_Exercise description_: In the listing below, find each line that holds "Pick" and list it.

*** Recorded information ***

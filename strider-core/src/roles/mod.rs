//! Role policies: how each kind of character reacts to its world.
//!
//! Policies are stateless. Everything they touch arrives through the
//! [`Dispatch`] context, and the only way they change what a character does
//! is [`Dispatch::request_state`]. Every capability defaults to a no-op so a
//! role only spells out what it supports.

mod elder;
mod runner;
mod zen;

pub use elder::Elder;
pub use runner::{PathRunner, Runner};
pub use zen::{ZenDummy, ZenMaster, ZenPerson};

use rand::Rng;
use tracing::trace;

use crate::anim::params;
use crate::dispatch::Dispatch;
use crate::types::{AnimationEvent, Contact, ContactKind, Role};

/// Behavior shared by every character of one [`Role`].
pub trait RolePolicy: Send + Sync {
    /// The role this policy implements.
    fn role(&self) -> Role;

    /// Runs exactly once, on the character's first permitted tick.
    fn start(&self, cx: &mut Dispatch<'_, '_>) {
        cx.enter_current_state();
    }

    /// Runs every tick after start.
    fn update(&self, cx: &mut Dispatch<'_, '_>) {
        cx.update_state();
    }

    /// Physical collision.
    fn handle_collision(&self, kind: ContactKind, contact: &Contact, cx: &mut Dispatch<'_, '_>) {
        trace!(character = %cx.body().id, ?kind, tag = %contact.tag, "Collision ignored");
    }

    /// Trigger overlap.
    fn handle_trigger(&self, kind: ContactKind, contact: &Contact, cx: &mut Dispatch<'_, '_>) {
        trace!(character = %cx.body().id, ?kind, tag = %contact.tag, "Trigger ignored");
    }

    /// Animation completion. Forwarded to the active state by default.
    fn handle_animation(&self, event: AnimationEvent, cx: &mut Dispatch<'_, '_>) {
        cx.animate(event);
    }

    /// Stand still.
    fn idle(&self, _cx: &mut Dispatch<'_, '_>) {}

    /// Pick random destinations.
    fn wander(&self, _cx: &mut Dispatch<'_, '_>) {}

    /// Walk the patrol route.
    fn patrol(&self, _cx: &mut Dispatch<'_, '_>) {}

    /// Sit down in the claimed rest area.
    fn rest(&self, _cx: &mut Dispatch<'_, '_>) {}

    /// Leave the rest area and give up the claim.
    fn stop_resting(&self, _cx: &mut Dispatch<'_, '_>) {}

    /// Mirror the follow target.
    fn follow(&self, _cx: &mut Dispatch<'_, '_>) {}
}

/// One instance of every built-in policy.
#[must_use]
pub fn standard() -> Vec<Box<dyn RolePolicy>> {
    vec![
        Box::new(Elder),
        Box::new(Runner),
        Box::new(PathRunner),
        Box::new(ZenDummy),
        Box::new(ZenMaster),
        Box::new(ZenPerson),
    ]
}

// ---------------------------------------------------------------------------
// Shared helpers
// ---------------------------------------------------------------------------

/// Re-resolve the animator's parameter bindings.
fn rebind_animator(cx: &mut Dispatch<'_, '_>) {
    let body = cx.body();
    let id = body.id;
    if let Some(animator) = body.animator.get(id, "rebind") {
        animator.rebind();
    }
}

/// Mirror the agent's current speed into the animator.
fn write_speed(cx: &mut Dispatch<'_, '_>) {
    let body = cx.body();
    let id = body.id;
    let Some(nav) = body.nav.get(id, "speed") else {
        return;
    };
    let speed = nav.velocity().length();
    if let Some(animator) = body.animator.get(id, "speed") {
        animator.set_float(params::SPEED, speed);
    }
}

/// Pick a patrol speed and direction for a runner.
fn randomize_gait(cx: &mut Dispatch<'_, '_>) {
    let body = cx.body();
    let id = body.id;
    let (min, max) = (body.movement.min_speed, body.movement.max_speed);
    let speed = body.rng.gen_range(min..=max);
    let forward = match body.movement.patrol_direction {
        Some(forward) => forward,
        None => body.rng.gen_bool(0.5),
    };
    if let Some(route) = body.waypoints_mut() {
        route.forward = forward;
    }
    if let Some(nav) = body.nav.get(id, "gait") {
        nav.set_speed(speed);
        nav.set_acceleration(speed * 2.0);
    }
    trace!(character = %id, speed, forward, "Gait chosen");
}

*** End of Recorded information ***

_Task output_:
    /// Pick random destinations.
/// Pick a patrol speed and direction for a runner.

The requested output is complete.